When I parse a page, then I get a number of titles. Each title must be checked in database and if it is not added into database, then do it.
Example list:
test
test2
test3
test4
test2
test
test5
test4
As you see, there are some duplicates.
My code:
var $ = cheerio.load(body);
$(".program-table .item").each(function() {
var titleOriginal = $(this).find(".title-original").text().match(/(.+)\s\
var movieYear = titleOriginal[2];
var movieTitle = titleOriginal[1];
connection.query("SELECT id FROM movie WHERE name = ? AND year = ?", [movieTitle, movieYear], function(err, result) {
if (err) return;
if (result.length) {
console.log('Found, ID: %s', result[0].id);
} else {
connection.query("INSERT INTO movie SET name = ?, year = ?", [movieTitle, movieYear], function(err, result) {
if (err) return;
console.log('Not found, adding into database. ID: %s', result.insertId);
});
}
});
});
Result: When database is clean or non record containing titles, the script will add all title into database with duplicates. When I start it second time, the it will show me that record with title found and it will skip.
Your .each()
is not waiting for the query to finish before moving on to the next element. You could use something like async to help manage this:
var async = require('async');
// ...
var $ = cheerio.load(body);
async.each($('.program-table .item'), function(el, cb) {
var titleOriginal = $(el).find('.title-original').text().match(/(.+)\s/)

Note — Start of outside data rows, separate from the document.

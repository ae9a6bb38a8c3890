//! Wire envelope
//!
//! Every response is one JSON object:
//!
//! ```json
//! {"status": "ok", "output": {"count": 3}}
//! {"status": "error", "error": {"code": "NotFound", "message": "...", "details": {"isbn": 7}}}
//! ```
//!
//! Error codes are [`StoreError::error_code`]; `details` carries the
//! variant's fields so the client can rebuild the exact error.

use crate::command::Output;
use bookstore_core::{Isbn, StoreError};
use serde::{Deserialize, Serialize};
use serde_json::{json, Value};

/// Structured failure as carried on the wire
#[derive(Debug, Clone, PartialEq, Serialize, Deserialize)]
pub struct WireError {
    /// Canonical error code
    pub code: String,
    /// Human-readable message
    pub message: String,
    /// Variant fields, if any
    pub details: Option<Value>,
}

impl WireError {
    /// Create a wire error without details
    pub fn new(code: impl Into<String>, message: impl Into<String>) -> Self {
        Self {
            code: code.into(),
            message: message.into(),
            details: None,
        }
    }

    /// Rebuild the store error
    ///
    /// An unknown code or malformed details become a `Transport` error:
    /// the peer answered, but not in a form this client understands.
    pub fn to_store_error(&self) -> StoreError {
        self.decode().unwrap_or_else(|| {
            StoreError::transport(format!(
                "unrecognized {} error: {}",
                self.code, self.message
            ))
        })
    }

    fn decode(&self) -> Option<StoreError> {
        let details = self.details.as_ref();
        let isbn = || detail(details, "isbn").and_then(Value::as_i64).map(Isbn::new);
        let count = |name: &str| detail(details, name).and_then(Value::as_u64);
        let text = |name: &str| {
            detail(details, name)
                .and_then(Value::as_str)
                .map(str::to_string)
        };

        let error = match self.code.as_str() {
            "Validation" => StoreError::Validation {
                reason: text("reason")?,
            },
            "Duplicate" => StoreError::Duplicate { isbn: isbn()? },
            "NotFound" => StoreError::NotFound { isbn: isbn()? },
            "InsufficientStock" => StoreError::InsufficientStock {
                isbn: isbn()?,
                requested: count("requested")?,
                available: count("available")?,
            },
            "SampleSize" => StoreError::SampleSize {
                requested: usize::try_from(count("requested")?).ok()?,
                available: usize::try_from(count("available")?).ok()?,
            },
            "Transport" => StoreError::Transport {
                message: text("message")?,
            },
            _ => return None,
        };
        Some(error)
    }
}

fn detail<'a>(details: Option<&'a Value>, name: &str) -> Option<&'a Value> {
    details.and_then(|d| d.get(name))
}

impl From<&StoreError> for WireError {
    fn from(error: &StoreError) -> Self {
        let details = match error {
            StoreError::Validation { reason } => json!({ "reason": reason }),
            StoreError::Duplicate { isbn } | StoreError::NotFound { isbn } => {
                json!({ "isbn": isbn.get() })
            }
            StoreError::InsufficientStock {
                isbn,
                requested,
                available,
            } => json!({
                "isbn": isbn.get(),
                "requested": requested,
                "available": available,
            }),
            StoreError::SampleSize {
                requested,
                available,
            } => json!({ "requested": requested, "available": available }),
            StoreError::Transport { message } => json!({ "message": message }),
        };
        WireError {
            code: error.error_code().to_string(),
            message: error.to_string(),
            details: Some(details),
        }
    }
}

/// Response envelope
#[derive(Debug, Clone, PartialEq, Serialize, Deserialize)]
#[serde(tag = "status", rename_all = "lowercase")]
pub enum Response {
    /// The command succeeded
    Ok {
        /// What it produced
        output: Output,
    },
    /// The command failed without effect
    Error {
        /// Why
        error: WireError,
    },
}

impl Response {
    /// Wrap an execution result
    pub fn from_result(result: bookstore_core::Result<Output>) -> Self {
        match result {
            Ok(output) => Response::Ok { output },
            Err(e) => Response::Error {
                error: WireError::from(&e),
            },
        }
    }

    /// Unwrap back into an execution result
    pub fn into_result(self) -> bookstore_core::Result<Output> {
        match self {
            Response::Ok { output } => Ok(output),
            Response::Error { error } => Err(error.to_store_error()),
        }
    }

    /// Encode as JSON
    pub fn encode(&self) -> String {
        serde_json::to_string(self).unwrap_or_else(|err| {
            json!({
                "status": "error",
                "error": {
                    "code": "Transport",
                    "message": format!("response encoding failed: {}", err),
                    "details": { "message": err.to_string() },
                },
            })
            .to_string()
        })
    }

    /// Decode from JSON
    pub fn decode(text: &str) -> bookstore_core::Result<Self> {
        serde_json::from_str(text)
            .map_err(|err| StoreError::transport(format!("malformed response: {}", err)))
    }
}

var movieYear = titleOriginal[2];
var movieTitle = titleOriginal[1];
connection.query('SELECT id FROM movie WHERE name = ? AND year = ?',
[movieTitle, movieYear],
function(err, result) {
if (err) return cb(err);
if (result.length) {
console.log('Found, ID: %s', result[0].id);
cb();
} else {
connection.query('INSERT INTO movie SET name = ?, year = ?',
[movieTitle, movieYear],
function(err, result) {
if (err) return cb(err);
console.log('Not found, adding into database. ID: %s', result.insertId);
cb();
});
}
});
}, function(err) {
// if `err` is set, we had a database query error ...
if (err) throw err;
});
I wasn't sure what your titleOriginal
regexp was supposed to be (it looks like it was cut off in your original code), so I guessed.